What needs to be done: Without changing a single word, write out every entry.
====================
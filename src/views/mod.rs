// SPDX-FileCopyrightText: 2026 Bruno Meilick
// SPDX-License-Identifier: LicenseRef-Folio-FreeUse-NoCopy-NoDerivatives
//
// All rights reserved.
//
// This file is part of Folio and is proprietary software.
// Unauthorized copying, modification, or distribution is prohibited.

//! Server-side HTML views.
//!
//! Templates are compiled into the binary and use `{{ name }}` placeholders. Placeholders are
//! filled in a single pass, and every article field is HTML-escaped before it is inserted.

use std::fmt::Write as _;

use crate::model::Article;

const LAYOUT_TEMPLATE: &str = include_str!("templates/layout.html");
const INDEX_TEMPLATE: &str = include_str!("templates/index.html");
const ARTICLE_TEMPLATE: &str = include_str!("templates/article.html");
const ADD_ARTICLE_TEMPLATE: &str = include_str!("templates/addarticle.html");
const UPDATE_ARTICLE_TEMPLATE: &str = include_str!("templates/updatearticle.html");

/// A render directive produced by a request handler.
#[derive(Debug, Clone, PartialEq)]
pub enum View {
    Index { articles: Vec<Article> },
    Article { article: Article },
    AddArticle,
    UpdateArticle { article: Option<Article> },
}

impl View {
    pub fn name(&self) -> &'static str {
        match self {
            Self::Index { .. } => "index",
            Self::Article { .. } => "article",
            Self::AddArticle => "addarticle",
            Self::UpdateArticle { .. } => "updatearticle",
        }
    }

    pub fn render(&self) -> String {
        let (page_title, body) = match self {
            Self::Index { articles } => ("Articles".to_owned(), render_index(articles)),
            Self::Article { article } => (escape_html(&article.title), render_article(article)),
            Self::AddArticle => ("New article".to_owned(), ADD_ARTICLE_TEMPLATE.to_owned()),
            Self::UpdateArticle { article } => {
                ("Edit article".to_owned(), render_update_article(article.as_ref()))
            }
        };

        fill(
            LAYOUT_TEMPLATE,
            &[("page_title", page_title.as_str()), ("body", body.as_str())],
        )
    }
}

fn render_index(articles: &[Article]) -> String {
    let mut rows = String::new();
    if articles.is_empty() {
        rows.push_str("  <li>No articles yet.</li>\n");
    }
    for article in articles {
        let _ = writeln!(
            rows,
            "  <li><a href=\"/articles/{id}\">{title}</a> \
             <a href=\"/articles/update/{id}\">Edit</a> \
             <a href=\"/articles/delete/{id}\">Delete</a></li>",
            id = article.id,
            title = escape_html(&article.title),
        );
    }
    let rows = rows.trim_end_matches('\n');

    fill(INDEX_TEMPLATE, &[("articles", rows)])
}

fn render_article(article: &Article) -> String {
    let id = article.id.to_string();
    fill(
        ARTICLE_TEMPLATE,
        &[
            ("id", id.as_str()),
            ("title", escape_html(&article.title).as_str()),
            ("content", escape_html(&article.content).as_str()),
        ],
    )
}

fn render_update_article(article: Option<&Article>) -> String {
    let (id, title, content) = match article {
        Some(article) => (
            article.id.to_string(),
            escape_html(&article.title),
            escape_html(&article.content),
        ),
        None => (String::new(), String::new(), String::new()),
    };

    fill(
        UPDATE_ARTICLE_TEMPLATE,
        &[("id", id.as_str()), ("title", title.as_str()), ("content", content.as_str())],
    )
}

/// Replaces `{{ name }}` placeholders. Unknown placeholders are left as written, and inserted
/// values are never scanned again.
fn fill(template: &str, values: &[(&str, &str)]) -> String {
    let mut out = String::with_capacity(template.len());
    let mut rest = template;

    while let Some(start) = rest.find("{{") {
        out.push_str(&rest[..start]);
        let after_open = &rest[start + 2..];
        let Some(end) = after_open.find("}}") else {
            out.push_str(&rest[start..]);
            return out;
        };

        let key = after_open[..end].trim();
        match values.iter().find(|(name, _)| *name == key) {
            Some((_, value)) => out.push_str(value),
            None => out.push_str(&rest[start..start + 2 + end + 2]),
        }
        rest = &after_open[end + 2..];
    }

    out.push_str(rest);
    out
}

pub fn escape_html(raw: &str) -> String {
    let mut out = String::with_capacity(raw.len());
    for ch in raw.chars() {
        match ch {
            '&' => out.push_str("&amp;"),
            '<' => out.push_str("&lt;"),
            '>' => out.push_str("&gt;"),
            '"' => out.push_str("&quot;"),
            '\'' => out.push_str("&#39;"),
            _ => out.push(ch),
        }
    }
    out
}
====================
Answer space:
filename src/views/mod.rs
// SPDX-FileCopyrightText: 2026 Bruno Meilick
// SPDX-License-Identifier: LicenseRef-Folio-FreeUse-NoCopy-NoDerivatives
//
// All rights reserved.
//
// This file is part of Folio and is proprietary software.
// Unauthorized copying, modification, or distribution is prohibited.

//! Server-side HTML views.
//!
//! Templates are compiled into the binary and use `{{ name }}` placeholders. Placeholders are
//! filled in a single pass, and every article field is HTML-escaped before it is inserted.

use std::fmt::Write as _;

use crate::model::Article;

const LAYOUT_TEMPLATE: &str = include_str!("templates/layout.html");
const INDEX_TEMPLATE: &str = include_str!("templates/index.html");
const ARTICLE_TEMPLATE: &str = include_str!("templates/article.html");
const ADD_ARTICLE_TEMPLATE: &str = include_str!("templates/addarticle.html");
const UPDATE_ARTICLE_TEMPLATE: &str = include_str!("templates/updatearticle.html");

/// A render directive produced by a request handler.
#[derive(Debug, Clone, PartialEq)]
pub enum View {
    Index { articles: Vec<Article> },
    Article { article: Article },
    AddArticle,
    UpdateArticle { article: Option<Article> },
}

impl View {
    pub fn name(&self) -> &'static str {
        match self {
            Self::Index { .. } => "index",
            Self::Article { .. } => "article",
            Self::AddArticle => "addarticle",
            Self::UpdateArticle { .. } => "updatearticle",
        }
    }

    pub fn render(&self) -> String {
        let (page_title, body) = match self {
            Self::Index { articles } => ("Articles".to_owned(), render_index(articles)),
            Self::Article { article } => (escape_html(&article.title), render_article(article)),
            Self::AddArticle => ("New article".to_owned(), ADD_ARTICLE_TEMPLATE.to_owned()),
            Self::UpdateArticle { article } => {
                ("Edit article".to_owned(), render_update_article(article.as_ref()))
            }
        };

        fill(
            LAYOUT_TEMPLATE,
            &[("page_title", page_title.as_str()), ("body", body.as_str())],
        )
    }
}

fn render_index(articles: &[Article]) -> String {
    let mut rows = String::new();
    if articles.is_empty() {
        rows.push_str("  <li>No articles yet.</li>\n");
    }
    for article in articles {
        let _ = writeln!(
            rows,
            "  <li><a href=\"/articles/{id}\">{title}</a> \
             <a href=\"/articles/update/{id}\">Edit</a> \
             <a href=\"/articles/delete/{id}\">Delete</a></li>",
            id = article.id,
            title = escape_html(&article.title),
        );
    }
    let rows = rows.trim_end_matches('\n');

    fill(INDEX_TEMPLATE, &[("articles", rows)])
}

fn render_article(article: &Article) -> String {
    let id = article.id.to_string();
    fill(
        ARTICLE_TEMPLATE,
        &[
            ("id", id.as_str()),
            ("title", escape_html(&article.title).as_str()),
            ("content", escape_html(&article.content).as_str()),
        ],
    )
}

fn render_update_article(article: Option<&Article>) -> String {
    let (id, title, content) = match article {
        Some(article) => (
            article.id.to_string(),
            escape_html(&article.title),
            escape_html(&article.content),
        ),
        None => (String::new(), String::new(), String::new()),
    };

    fill(
        UPDATE_ARTICLE_TEMPLATE,
        &[("id", id.as_str()), ("title", title.as_str()), ("content", content.as_str())],
    )
}

/// Replaces `{{ name }}` placeholders. Unknown placeholders are left as written, and inserted
/// values are never scanned again.
fn fill(template: &str, values: &[(&str, &str)]) -> String {
    let mut out = String::with_capacity(template.len());
    let mut rest = template;

    while let Some(start) = rest.find("{{") {
        out.push_str(&rest[..start]);
        let after_open = &rest[start + 2..];
        let Some(end) = after_open.find("}}") else {
            out.push_str(&rest[start..]);
            return out;
        };

        let key = after_open[..end].trim();
        match values.iter().find(|(name, _)| *name == key) {
            Some((_, value)) => out.push_str(value),
            None => out.push_str(&rest[start..start + 2 + end + 2]),
        }
        rest = &after_open[end + 2..];
    }

    out.push_str(rest);
    out
}

pub fn escape_html(raw: &str) -> String {
    let mut out = String::with_capacity(raw.len());
    for ch in raw.chars() {
        match ch {
            '&' => out.push_str("&amp;"),
            '<' => out.push_str("&lt;"),
            '>' => out.push_str("&gt;"),
            '"' => out.push_str("&quot;"),
            '\'' => out.push_str("&#39;"),
            _ => out.push(ch),
        }
    }
    out
}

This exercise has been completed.